Od kilkunastu lat możemy zauważyć w naszym kraju różnego rodzaju negatywne zjawiska, które prowadzą do osłabienia religijnego charakteru świąt Bożego Narodzenia. Odnosi się wrażenie, że czas przygotowania do świąt bożonarodzeniowych rozpoczął się już na początku grudnia. Wtedy bowiem sieci handlowe rozpoczęły akcję świąteczną zmierzającą do uzyskania maksymalnie dużych obrotów.
Chęć zysku zastąpiła przesłanie, że dopiero Adwent zbliża chrześcijan do świąt narodzenia Dzieciątka Jezus. Adwent przestał być okresem radosnego oczekiwania na „przyjście Pana", czasem zastanowienia się i nawrócenia, stał się coraz bardziej czasem wielkich promocji, zakupów, specjalnych ofert, kampanii reklamowych. Wydaje się, że główny nurt współczesnej kultury masowej w pewnym stopniu wchłonął elementy religijne i wykorzystał je do własnych celów marketingowych i światopoglądowych. Sekularyzacja zaczyna oznaczać nie tyle eliminowanie tego, co religijne, ale raczej przekształcanie prawd i symboli chrześcijańskich w treści i zjawiska o zupełnie świeckim charakterze.
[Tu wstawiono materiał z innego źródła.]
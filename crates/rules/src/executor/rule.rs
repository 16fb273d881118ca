//! Runtime rule: a descriptor bound to its resolved action.

use std::fmt;

use chrono::{DateTime, Utc};

use crate::action::Action;
use crate::descriptor::{ActionKind, RuleDescriptor};
use crate::error::Result;
use crate::period::Period;

/// A descriptor bound to a resolved action, plus last-run bookkeeping.
///
/// Owned by whoever drives it; `last_run` is only touched by the execution
/// path, which takes the rule by `&mut`.
pub struct Rule {
    pub(crate) desc: RuleDescriptor,
    pub(crate) action: Box<dyn Action>,
    pub(crate) period: Option<Period>,
    pub(crate) last_run: Option<DateTime<Utc>>,
}

impl Rule {
    pub(crate) fn new(desc: RuleDescriptor, action: Box<dyn Action>) -> Result<Self> {
        let period = if desc.is_periodic() {
            Some(Period::parse(&desc.periodic)?)
        } else {
            None
        };
        Ok(Self {
            desc,
            action,
            period,
            last_run: None,
        })
    }

    pub fn descriptor(&self) -> &RuleDescriptor {
        &self.desc
    }

    pub fn kind(&self) -> &ActionKind {
        &self.desc.action
    }

    pub fn period(&self) -> Option<&Period> {
        self.period.as_ref()
    }

    pub fn is_periodic(&self) -> bool {
        self.period.is_some()
    }

    /// When the action last started or finished, whichever is later.
    pub fn last_run(&self) -> Option<DateTime<Utc>> {
        self.last_run
    }
}

impl fmt::Debug for Rule {
    fn fmt(&self, f: &mut fmt::Formatter<'_>) -> fmt::Result {
        f.debug_struct("Rule")
            .field("action", &self.desc.action)
            .field("period", &self.period)
            .field("last_run", &self.last_run)
            .finish_non_exhaustive()
    }
}
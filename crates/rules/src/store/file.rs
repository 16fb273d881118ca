//! YAML file-backed rule store.
//!
//! The file is re-read on every fetch, so edits are picked up by the next
//! refresh without restarting the process:
//!
//! ```yaml
//! - id: 1
//!   enabled: true
//!   rule:
//!     action: delete_project
//!     periodic: random(5,10)
//!     args: { projectId: 42 }
//! ```

use std::path::{Path, PathBuf};

use async_trait::async_trait;
use serde::Deserialize;
use tracing::debug;

use crate::error::StoreError;

use super::{GlobalRuleRow, GlobalRuleStore};

#[derive(Debug, Deserialize)]
struct FileRow {
    id: u64,
    #[serde(default = "default_enabled")]
    enabled: bool,
    rule: serde_json::Value,
}

fn default_enabled() -> bool {
    true
}

/// Global rules read from a YAML file.
#[derive(Debug, Clone)]
pub struct FileRuleStore {
    path: PathBuf,
}

impl FileRuleStore {
    pub fn new(path: impl Into<PathBuf>) -> Self {
        Self { path: path.into() }
    }

    pub fn path(&self) -> &Path {
        &self.path
    }

    /// Parse YAML content into rows, keeping file order and disabled rows.
    pub fn parse(content: &str) -> Result<Vec<GlobalRuleRow>, StoreError> {
        if content.trim().is_empty() {
            return Ok(Vec::new());
        }
        let rows: Option<Vec<FileRow>> = serde_yaml::from_str(content)?;
        rows.unwrap_or_default()
            .into_iter()
            .map(|row| {
                Ok(GlobalRuleRow {
                    id: row.id,
                    enabled: row.enabled,
                    descriptor: serde_json::to_vec(&row.rule)?,
                })
            })
            .collect()
    }
}

#[async_trait]
impl GlobalRuleStore for FileRuleStore {
    async fn all_enabled(&self) -> Result<Vec<GlobalRuleRow>, StoreError> {
        let content = tokio::fs::read_to_string(&self.path).await?;
        let rows: Vec<GlobalRuleRow> = Self::parse(&content)?
            .into_iter()
            .filter(|r| r.enabled)
            .collect();
        debug!(path = %self.path.display(), count = rows.len(), "read global rules file");
        Ok(rows)
    }
}

#[cfg(test)]
mod tests {
    use super::*;
    use crate::descriptor::{ActionKind, RuleDescriptor};
    use std::io::Write;

    const RULES_YAML: &str = r#"
- id: 1
  rule:
    action: delete_project
    periodic: random(5,10)
    args:
      projectId: 42
- id: 2
  enabled: false
  rule:
    action: create_project
- id: 3
  enabled: true
  rule:
    action: create_project
    minInterval: 1m
"#;

    #[test]
    fn parse_keeps_order_and_encodes_descriptors() {
        let rows = FileRuleStore::parse(RULES_YAML).unwrap();
        assert_eq!(rows.iter().map(|r| r.id).collect::<Vec<_>>(), vec![1, 2, 3]);
        assert!(rows[0].enabled);
        assert!(!rows[1].enabled);

        let desc = RuleDescriptor::from_json(&rows[0].descriptor).unwrap();
        assert_eq!(desc.action, ActionKind::DeleteProject);
        assert_eq!(desc.periodic, "random(5,10)");
        assert_eq!(desc.args["projectId"], 42);
    }

    #[test]
    fn parse_empty_content_is_empty() {
        assert!(FileRuleStore::parse("").unwrap().is_empty());
        assert!(FileRuleStore::parse("\n  \n").unwrap().is_empty());
    }

    #[test]
    fn parse_rejects_rows_without_rule() {
        assert!(matches!(
            FileRuleStore::parse("- id: 1\n  enabled: true\n"),
            Err(StoreError::Yaml(_))
        ));
    }

    #[tokio::test]
    async fn all_enabled_filters_disabled_rows() {
        let mut file = tempfile::NamedTempFile::new().unwrap();
        file.write_all(RULES_YAML.as_bytes()).unwrap();

        let store = FileRuleStore::new(file.path());
        let rows = store.all_enabled().await.unwrap();
        assert_eq!(rows.iter().map(|r| r.id).collect::<Vec<_>>(), vec![1, 3]);
    }

    #[tokio::test]
    async fn all_enabled_missing_file_is_io_error() {
        let dir = tempfile::tempdir().unwrap();
        let store = FileRuleStore::new(dir.path().join("missing.yml"));
        assert!(matches!(store.all_enabled().await, Err(StoreError::Io(_))));
    }
}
Zechciejmy się właściwie przygotować się na spotkanie ze Słowem, które stało się ciałem. Papież Benedykt XVI powiedział: „W tym duchu przeżywajmy ostatnie godziny, które dzielą nas od Bożego Narodzenia, przygotowując się duchowo na przyjęcie Dzieciątka Jezus. Pośrodku nocy Ono przyjdzie dla nas. Aby tak się stało, musimy być otwarci i przygotować się, by Je przyjąć. Obyśmy, kiedy się narodzi, nie byli pochłonięci świętowaniem Bożego Narodzenia, zapominając, że główną postacią tego święta jest właśnie Ono!".
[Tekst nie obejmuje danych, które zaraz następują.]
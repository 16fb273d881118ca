//! Duration string parsing for `minInterval`, `timeout` and `updateInterval`.

use std::time::Duration;

use serde::{Deserialize, Deserializer, Serializer};

use crate::error::{Result, RuleError};

/// Parse a human-readable duration string into a [`Duration`].
///
/// Supports components: `Xd` (days), `Xh` (hours), `Xm` (minutes), `Xs`
/// (seconds), `Xms`, `Xus`/`Xµs` and `Xns`. Each component may carry a
/// decimal part ("1.5s", "0.25h") and components can be combined: "2h30m",
/// "1m30s", "1s500ms". A bare number is treated as seconds.
/// Returns `Ok(None)` if the string is empty.
pub fn parse_duration(s: &str) -> Result<Option<Duration>> {
    let trimmed = s.trim();
    if trimmed.is_empty() {
        return Ok(None);
    }

    let mut total_ns: u64 = 0;
    let mut num_buf = String::new();
    let mut found_unit = false;
    let mut chars = trimmed.chars().peekable();

    while let Some(ch) = chars.next() {
        if ch.is_ascii_digit() || ch == '.' {
            num_buf.push(ch);
            continue;
        }

        if num_buf.is_empty() {
            return Err(RuleError::malformed(s, format!("unit '{}' without a number", ch)));
        }

        let factor: u64 = match ch {
            'd' => 86_400_000_000_000,
            'h' => 3_600_000_000_000,
            'm' if chars.peek() == Some(&'s') => {
                chars.next();
                1_000_000
            }
            'm' => 60_000_000_000,
            's' => 1_000_000_000,
            'u' | 'µ' if chars.peek() == Some(&'s') => {
                chars.next();
                1_000
            }
            'n' if chars.peek() == Some(&'s') => {
                chars.next();
                1
            }
            other => return Err(RuleError::malformed(s, format!("unknown unit '{}'", other))),
        };
        let component = scale(s, &num_buf, factor)?;
        num_buf.clear();
        total_ns = total_ns
            .checked_add(component)
            .ok_or_else(|| RuleError::malformed(s, "duration overflows"))?;
        found_unit = true;
    }

    if !num_buf.is_empty() {
        if found_unit {
            // Ambiguous: "30m15".
            return Err(RuleError::malformed(s, "trailing number without a unit"));
        }
        total_ns = scale(s, &num_buf, 1_000_000_000)?;
    }

    Ok(Some(Duration::from_nanos(total_ns)))
}

/// `number * factor` in nanoseconds. Whole numbers stay in integer arithmetic;
/// fractional ones are rounded to the nearest nanosecond.
fn scale(expr: &str, number: &str, factor: u64) -> Result<u64> {
    let overflow = || RuleError::malformed(expr, "duration overflows");

    if !number.contains('.') {
        let n: u64 = number
            .parse()
            .map_err(|_| RuleError::malformed(expr, "number out of range"))?;
        return n.checked_mul(factor).ok_or_else(overflow);
    }

    let n: f64 = number
        .parse()
        .map_err(|_| RuleError::malformed(expr, format!("invalid number '{}'", number)))?;
    let ns = (n * factor as f64).round();
    if !ns.is_finite() || ns >= u64::MAX as f64 {
        return Err(overflow());
    }
    Ok(ns as u64)
}

/// Render a duration in the same syntax [`parse_duration`] accepts.
pub fn format_duration(d: Duration) -> String {
    if d.subsec_nanos() == 0 {
        format!("{}s", d.as_secs())
    } else if d.subsec_nanos() % 1_000_000 == 0 {
        format!("{}ms", d.as_millis())
    } else {
        format!("{}ns", d.as_nanos())
    }
}

/// Serde adapter for optional duration fields; empty strings and `null` mean unset.
pub(crate) mod opt_duration {
    use super::*;

    pub fn serialize<S: Serializer>(value: &Option<Duration>, serializer: S) -> std::result::Result<S::Ok, S::Error> {
        match value {
            Some(d) => serializer.serialize_str(&format_duration(*d)),
            None => serializer.serialize_none(),
        }
    }

    pub fn deserialize<'de, D: Deserializer<'de>>(deserializer: D) -> std::result::Result<Option<Duration>, D::Error> {
        let raw: Option<String> = Option::deserialize(deserializer)?;
        match raw {
            Some(s) => parse_duration(&s).map_err(serde::de::Error::custom),
            None => Ok(None),
        }
    }
}
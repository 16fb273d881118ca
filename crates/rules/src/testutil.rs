//! Shared test utilities
//!
//! A probe action that records how it was run. Only compiled in test builds.

use std::sync::atomic::{AtomicUsize, Ordering};
use std::sync::{Arc, Mutex};
use std::time::Duration;

use anyhow::bail;
use async_trait::async_trait;
use serde::Deserialize;

use crate::action::{parse_args, Action, ActionError, ActionRegistry, RunContext};
use crate::descriptor::ActionKind;

/// Shared record of every probe run.
#[derive(Debug, Default)]
pub struct Probe {
    runs: AtomicUsize,
    cancelled: AtomicUsize,
    nested: Mutex<Vec<bool>>,
}

impl Probe {
    pub fn runs(&self) -> usize {
        self.runs.load(Ordering::SeqCst)
    }

    /// Runs that observed their scope being cancelled.
    pub fn cancelled(&self) -> usize {
        self.cancelled.load(Ordering::SeqCst)
    }

    /// The `nested_periodic` flag of every run, in order.
    pub fn nested_flags(&self) -> Vec<bool> {
        self.nested.lock().unwrap().clone()
    }
}

#[derive(Debug, Default, Deserialize)]
#[serde(rename_all = "camelCase")]
pub struct ProbeArgs {
    #[serde(default)]
    pub fail: bool,
    #[serde(default)]
    pub sleep_ms: u64,
    #[serde(default)]
    pub wait_for_cancel: bool,
}

struct ProbeAction {
    probe: Arc<Probe>,
    args: ProbeArgs,
}

#[async_trait]
impl Action for ProbeAction {
    async fn run(&self, ctx: &RunContext) -> Result<(), ActionError> {
        self.probe.runs.fetch_add(1, Ordering::SeqCst);
        self.probe.nested.lock().unwrap().push(ctx.nested_periodic);

        if self.args.wait_for_cancel {
            ctx.scope.cancelled().await;
            self.probe.cancelled.fetch_add(1, Ordering::SeqCst);
        } else if self.args.sleep_ms > 0 {
            tokio::select! {
                _ = ctx.scope.cancelled() => {
                    self.probe.cancelled.fetch_add(1, Ordering::SeqCst);
                }
                _ = tokio::time::sleep(Duration::from_millis(self.args.sleep_ms)) => {}
            }
        }

        if self.args.fail {
            bail!("probe failure");
        }
        Ok(())
    }
}

pub fn probe_kind() -> ActionKind {
    ActionKind::Other("probe".to_string())
}

/// Register a probe action under `kind`.
pub fn register_probe_as(registry: &mut ActionRegistry, kind: ActionKind, probe: &Arc<Probe>) {
    let probe = Arc::clone(probe);
    registry.register(kind.clone(), move |_, args| {
        let args: ProbeArgs = parse_args(&kind, args)?;
        Ok(Box::new(ProbeAction {
            probe: Arc::clone(&probe),
            args,
        }) as Box<dyn Action>)
    });
}

/// Register the probe under `probe`, `create_project` and `delete_project`.
pub fn register_probe(registry: &mut ActionRegistry, probe: &Arc<Probe>) {
    for kind in [probe_kind(), ActionKind::CreateProject, ActionKind::DeleteProject] {
        register_probe_as(registry, kind, probe);
    }
}

/// A registry holding only the probe actions.
pub fn probe_registry(probe: &Arc<Probe>) -> ActionRegistry {
    let mut registry = ActionRegistry::new();
    register_probe(&mut registry, probe);
    registry
}

/// Poll `cond` every few milliseconds until it holds or `within` elapses.
pub async fn eventually(within: Duration, cond: impl Fn() -> bool) -> bool {
    let deadline = tokio::time::Instant::now() + within;
    while tokio::time::Instant::now() < deadline {
        if cond() {
            return true;
        }
        tokio::time::sleep(Duration::from_millis(5)).await;
    }
    cond()
}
Od Maryi, która – jak mawiał św. Franciszek – jest nie tylko Matką Pana, lecz i Jego Domem, Jego Pałacem, Jego Szatą, uczmy się przyjmować Jezusa do siebie. Czyńmy to według Jej wzoru, Ona przyjęła Jezusa do swego łona przez swoje „Fiat" („Tak"). Czyńmy to także na wzór Jej Oblubieńca Józefa, który pomimo rodzących się w nim wątpliwości wziął Maryję i Dziecię, poczęte pod Jej sercem, do siebie.
Przyjmijmy więc raz jeszcze i na nowo Jezusa Chrystusa do siebie. Uczyńmy to w te Święta i w całym Nowym Roku. Nie bójmy się tego. Przyjmijmy go w naszych rodzinach, w naszych miastach i wioskach, w biednych i ubogich, w chorych i cierpiących, a także w tych wszystkich, którzy z pewnością nie z przypadku stają na naszej drodze.
Jezus Chrystus nigdy nie przychodzi z pustymi rękoma. Daje nam więcej niż my możemy komukolwiek zaoferować. Nie bójmy się dać Mu wszystkiego – naszego czasu, zdolności, inteligencji, talentów i osiągniętych sukcesów, ale także naszych braków i ograniczeń, grzechów i słabości. On nas z pewnością hojnie obdaruje i obdarzy swoim pokojem. On nas sam poprowadzi dalej i głębiej, do Betlejem!
Niech zbliżające się święta Bożego Narodzenia staną się dobrą okazją do refleksji nad głębią naszej osobistej więzi z Bogiem i jakością naszego życia rodzinnego. Przekazujmy młodemu pokoleniu wszystkie nasze piękne tradycje i zwyczaje. Niech świętowanie tajemnicy Wcielenia Bożego Syna będzie związane z udziałem we Mszy św., pojednaniem i przebaczeniem w naszych rodzinach, dobrymi rozmowami przy wigilijnym stole, przy którym śpiewa się kolędy, wyrażające naszą wspólną radość z narodzenia Dzieciątka Jezus.